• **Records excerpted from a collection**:
------------------------------

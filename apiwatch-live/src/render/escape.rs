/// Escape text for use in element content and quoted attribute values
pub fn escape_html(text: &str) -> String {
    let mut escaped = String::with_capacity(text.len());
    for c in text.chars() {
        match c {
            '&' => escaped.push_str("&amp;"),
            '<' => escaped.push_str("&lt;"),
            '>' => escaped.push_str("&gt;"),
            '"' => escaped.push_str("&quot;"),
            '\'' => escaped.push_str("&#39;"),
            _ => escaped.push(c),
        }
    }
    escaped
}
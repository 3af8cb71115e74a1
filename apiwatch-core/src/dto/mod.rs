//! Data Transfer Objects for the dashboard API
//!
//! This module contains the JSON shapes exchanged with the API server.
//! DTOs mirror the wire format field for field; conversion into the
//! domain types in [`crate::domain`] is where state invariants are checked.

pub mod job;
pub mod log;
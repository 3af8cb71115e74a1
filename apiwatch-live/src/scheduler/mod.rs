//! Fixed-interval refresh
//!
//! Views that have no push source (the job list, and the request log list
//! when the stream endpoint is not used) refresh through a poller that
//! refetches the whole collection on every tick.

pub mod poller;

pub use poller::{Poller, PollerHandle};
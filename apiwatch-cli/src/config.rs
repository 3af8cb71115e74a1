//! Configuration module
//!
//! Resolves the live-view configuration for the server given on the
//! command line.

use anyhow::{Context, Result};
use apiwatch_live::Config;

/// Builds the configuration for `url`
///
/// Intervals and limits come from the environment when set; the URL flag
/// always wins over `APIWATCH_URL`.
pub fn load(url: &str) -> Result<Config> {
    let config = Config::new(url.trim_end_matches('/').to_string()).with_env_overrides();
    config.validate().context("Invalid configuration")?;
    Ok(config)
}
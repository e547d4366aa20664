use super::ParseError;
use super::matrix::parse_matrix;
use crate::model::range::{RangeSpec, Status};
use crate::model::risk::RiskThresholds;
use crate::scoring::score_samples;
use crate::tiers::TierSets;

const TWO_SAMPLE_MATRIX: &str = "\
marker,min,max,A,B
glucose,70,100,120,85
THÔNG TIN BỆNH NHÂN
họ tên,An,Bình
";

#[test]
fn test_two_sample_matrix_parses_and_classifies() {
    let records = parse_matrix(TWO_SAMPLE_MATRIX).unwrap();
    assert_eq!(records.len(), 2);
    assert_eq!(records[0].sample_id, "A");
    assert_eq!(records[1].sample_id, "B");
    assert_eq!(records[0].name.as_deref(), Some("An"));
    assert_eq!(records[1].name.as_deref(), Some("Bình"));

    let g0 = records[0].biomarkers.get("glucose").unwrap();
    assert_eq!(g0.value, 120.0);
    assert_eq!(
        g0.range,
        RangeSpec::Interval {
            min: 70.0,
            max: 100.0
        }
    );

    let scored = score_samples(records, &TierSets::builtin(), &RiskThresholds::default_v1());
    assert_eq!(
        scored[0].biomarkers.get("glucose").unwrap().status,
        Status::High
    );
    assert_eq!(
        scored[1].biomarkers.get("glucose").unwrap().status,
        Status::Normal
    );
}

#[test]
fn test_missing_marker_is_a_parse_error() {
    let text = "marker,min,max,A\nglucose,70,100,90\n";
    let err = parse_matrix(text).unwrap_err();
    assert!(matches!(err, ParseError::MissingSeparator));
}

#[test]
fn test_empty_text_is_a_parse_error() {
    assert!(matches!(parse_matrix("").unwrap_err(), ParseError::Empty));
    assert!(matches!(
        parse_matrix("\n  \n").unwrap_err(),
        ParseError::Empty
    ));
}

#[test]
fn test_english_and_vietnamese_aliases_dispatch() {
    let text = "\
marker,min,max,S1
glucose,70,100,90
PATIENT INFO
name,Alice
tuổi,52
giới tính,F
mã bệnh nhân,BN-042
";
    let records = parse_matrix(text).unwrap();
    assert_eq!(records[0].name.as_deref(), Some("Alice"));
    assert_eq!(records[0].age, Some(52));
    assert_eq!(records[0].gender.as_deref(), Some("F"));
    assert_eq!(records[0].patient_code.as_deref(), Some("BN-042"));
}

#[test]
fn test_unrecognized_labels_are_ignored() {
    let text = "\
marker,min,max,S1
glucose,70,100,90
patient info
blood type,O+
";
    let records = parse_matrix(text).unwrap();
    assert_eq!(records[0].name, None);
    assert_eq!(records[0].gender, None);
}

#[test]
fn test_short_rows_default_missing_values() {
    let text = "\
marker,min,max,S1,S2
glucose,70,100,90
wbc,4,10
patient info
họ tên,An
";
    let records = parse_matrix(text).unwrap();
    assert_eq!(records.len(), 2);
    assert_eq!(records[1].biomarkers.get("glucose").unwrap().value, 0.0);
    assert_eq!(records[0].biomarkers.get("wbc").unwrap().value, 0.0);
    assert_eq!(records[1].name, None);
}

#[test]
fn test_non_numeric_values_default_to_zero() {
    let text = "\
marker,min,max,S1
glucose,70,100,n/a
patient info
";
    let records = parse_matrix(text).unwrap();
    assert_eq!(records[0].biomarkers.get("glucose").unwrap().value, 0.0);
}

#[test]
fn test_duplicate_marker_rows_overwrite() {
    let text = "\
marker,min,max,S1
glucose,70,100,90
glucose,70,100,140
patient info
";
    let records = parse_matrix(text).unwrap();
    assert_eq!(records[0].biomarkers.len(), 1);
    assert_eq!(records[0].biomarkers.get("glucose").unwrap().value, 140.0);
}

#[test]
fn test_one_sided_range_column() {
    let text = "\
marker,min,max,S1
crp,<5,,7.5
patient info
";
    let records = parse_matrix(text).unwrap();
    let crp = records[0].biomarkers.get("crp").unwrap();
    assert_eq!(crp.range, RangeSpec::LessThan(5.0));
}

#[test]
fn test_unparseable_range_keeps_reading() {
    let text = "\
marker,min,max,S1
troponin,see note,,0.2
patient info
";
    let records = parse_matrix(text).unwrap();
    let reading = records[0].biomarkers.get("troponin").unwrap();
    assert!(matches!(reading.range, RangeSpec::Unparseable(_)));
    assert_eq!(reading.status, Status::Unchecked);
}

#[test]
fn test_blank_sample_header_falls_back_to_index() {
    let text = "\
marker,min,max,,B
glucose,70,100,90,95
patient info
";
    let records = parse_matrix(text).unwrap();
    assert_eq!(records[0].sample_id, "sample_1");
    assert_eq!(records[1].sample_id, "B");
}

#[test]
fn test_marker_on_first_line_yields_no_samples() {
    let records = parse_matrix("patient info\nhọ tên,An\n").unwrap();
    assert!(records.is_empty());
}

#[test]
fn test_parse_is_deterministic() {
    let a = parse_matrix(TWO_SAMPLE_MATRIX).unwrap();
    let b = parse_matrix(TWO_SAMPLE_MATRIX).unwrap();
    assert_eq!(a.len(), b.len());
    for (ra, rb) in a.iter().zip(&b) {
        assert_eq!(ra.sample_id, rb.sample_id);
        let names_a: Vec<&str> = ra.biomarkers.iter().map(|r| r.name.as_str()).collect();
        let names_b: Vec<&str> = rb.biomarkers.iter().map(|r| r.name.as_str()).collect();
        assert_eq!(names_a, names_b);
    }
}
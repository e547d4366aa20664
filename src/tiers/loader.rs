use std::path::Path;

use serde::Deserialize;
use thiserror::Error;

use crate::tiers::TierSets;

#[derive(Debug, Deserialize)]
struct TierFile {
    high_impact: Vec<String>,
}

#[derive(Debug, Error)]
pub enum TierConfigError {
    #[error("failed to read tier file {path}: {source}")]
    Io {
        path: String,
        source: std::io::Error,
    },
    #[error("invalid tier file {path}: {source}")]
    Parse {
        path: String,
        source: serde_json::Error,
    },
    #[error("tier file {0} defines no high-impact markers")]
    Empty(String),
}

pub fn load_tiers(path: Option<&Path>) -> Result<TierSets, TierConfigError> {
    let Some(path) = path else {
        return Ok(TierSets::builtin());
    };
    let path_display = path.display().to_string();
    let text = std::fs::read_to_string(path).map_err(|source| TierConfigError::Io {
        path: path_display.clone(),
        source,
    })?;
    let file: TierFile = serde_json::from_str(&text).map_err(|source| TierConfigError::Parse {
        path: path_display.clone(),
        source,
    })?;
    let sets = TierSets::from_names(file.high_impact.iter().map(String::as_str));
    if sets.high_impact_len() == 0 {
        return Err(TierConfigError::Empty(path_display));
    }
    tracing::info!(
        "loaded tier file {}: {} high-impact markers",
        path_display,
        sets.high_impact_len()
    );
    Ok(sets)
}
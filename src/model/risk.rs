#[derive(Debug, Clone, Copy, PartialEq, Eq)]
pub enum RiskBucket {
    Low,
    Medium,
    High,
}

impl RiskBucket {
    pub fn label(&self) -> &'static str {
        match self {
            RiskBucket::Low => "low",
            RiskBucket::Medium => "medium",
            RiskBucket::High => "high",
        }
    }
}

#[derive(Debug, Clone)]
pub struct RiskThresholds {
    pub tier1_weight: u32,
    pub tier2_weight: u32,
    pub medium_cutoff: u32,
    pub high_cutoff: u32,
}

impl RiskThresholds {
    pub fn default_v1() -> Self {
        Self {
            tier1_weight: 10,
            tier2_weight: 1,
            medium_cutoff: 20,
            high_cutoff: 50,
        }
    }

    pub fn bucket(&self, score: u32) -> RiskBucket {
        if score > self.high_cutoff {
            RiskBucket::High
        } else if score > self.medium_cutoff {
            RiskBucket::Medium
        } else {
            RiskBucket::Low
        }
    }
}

------------------------------

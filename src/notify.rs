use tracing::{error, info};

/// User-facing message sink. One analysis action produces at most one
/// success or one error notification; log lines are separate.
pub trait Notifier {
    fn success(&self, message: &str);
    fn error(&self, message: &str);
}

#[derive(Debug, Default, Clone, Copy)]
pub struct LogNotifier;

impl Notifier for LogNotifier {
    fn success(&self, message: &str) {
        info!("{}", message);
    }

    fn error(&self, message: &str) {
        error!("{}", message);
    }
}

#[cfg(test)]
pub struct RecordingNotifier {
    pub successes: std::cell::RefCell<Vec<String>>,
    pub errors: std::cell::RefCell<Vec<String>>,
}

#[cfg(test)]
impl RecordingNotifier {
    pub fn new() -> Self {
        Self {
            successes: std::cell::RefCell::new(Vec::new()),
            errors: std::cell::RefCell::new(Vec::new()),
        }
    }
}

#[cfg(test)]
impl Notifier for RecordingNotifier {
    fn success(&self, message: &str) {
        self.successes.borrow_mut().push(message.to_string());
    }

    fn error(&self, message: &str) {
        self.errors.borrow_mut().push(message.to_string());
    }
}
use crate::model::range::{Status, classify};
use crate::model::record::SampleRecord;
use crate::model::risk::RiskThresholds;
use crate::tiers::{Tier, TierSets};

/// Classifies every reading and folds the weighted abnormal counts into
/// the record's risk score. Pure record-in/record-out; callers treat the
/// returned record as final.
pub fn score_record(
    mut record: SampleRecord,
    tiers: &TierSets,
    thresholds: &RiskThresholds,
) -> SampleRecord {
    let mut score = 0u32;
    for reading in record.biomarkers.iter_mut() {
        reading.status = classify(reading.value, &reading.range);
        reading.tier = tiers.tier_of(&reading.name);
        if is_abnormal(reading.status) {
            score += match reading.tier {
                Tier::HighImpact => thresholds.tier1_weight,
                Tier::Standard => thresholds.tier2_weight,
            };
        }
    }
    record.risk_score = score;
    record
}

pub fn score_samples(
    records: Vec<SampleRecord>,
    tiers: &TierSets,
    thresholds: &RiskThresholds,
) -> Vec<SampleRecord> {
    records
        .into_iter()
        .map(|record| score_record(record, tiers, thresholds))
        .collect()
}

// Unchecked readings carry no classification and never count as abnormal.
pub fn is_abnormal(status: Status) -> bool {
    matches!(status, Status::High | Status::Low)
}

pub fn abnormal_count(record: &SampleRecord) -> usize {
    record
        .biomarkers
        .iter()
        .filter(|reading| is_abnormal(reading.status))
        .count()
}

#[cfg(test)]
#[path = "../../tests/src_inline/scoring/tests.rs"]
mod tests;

------------------------------

• **TASK DIRECTIONS**:
Among the lines above, find the ones containing "super" and copy them.

• **TASK RESPONSE**:
use super::ParseError;
use super::matrix::parse_matrix;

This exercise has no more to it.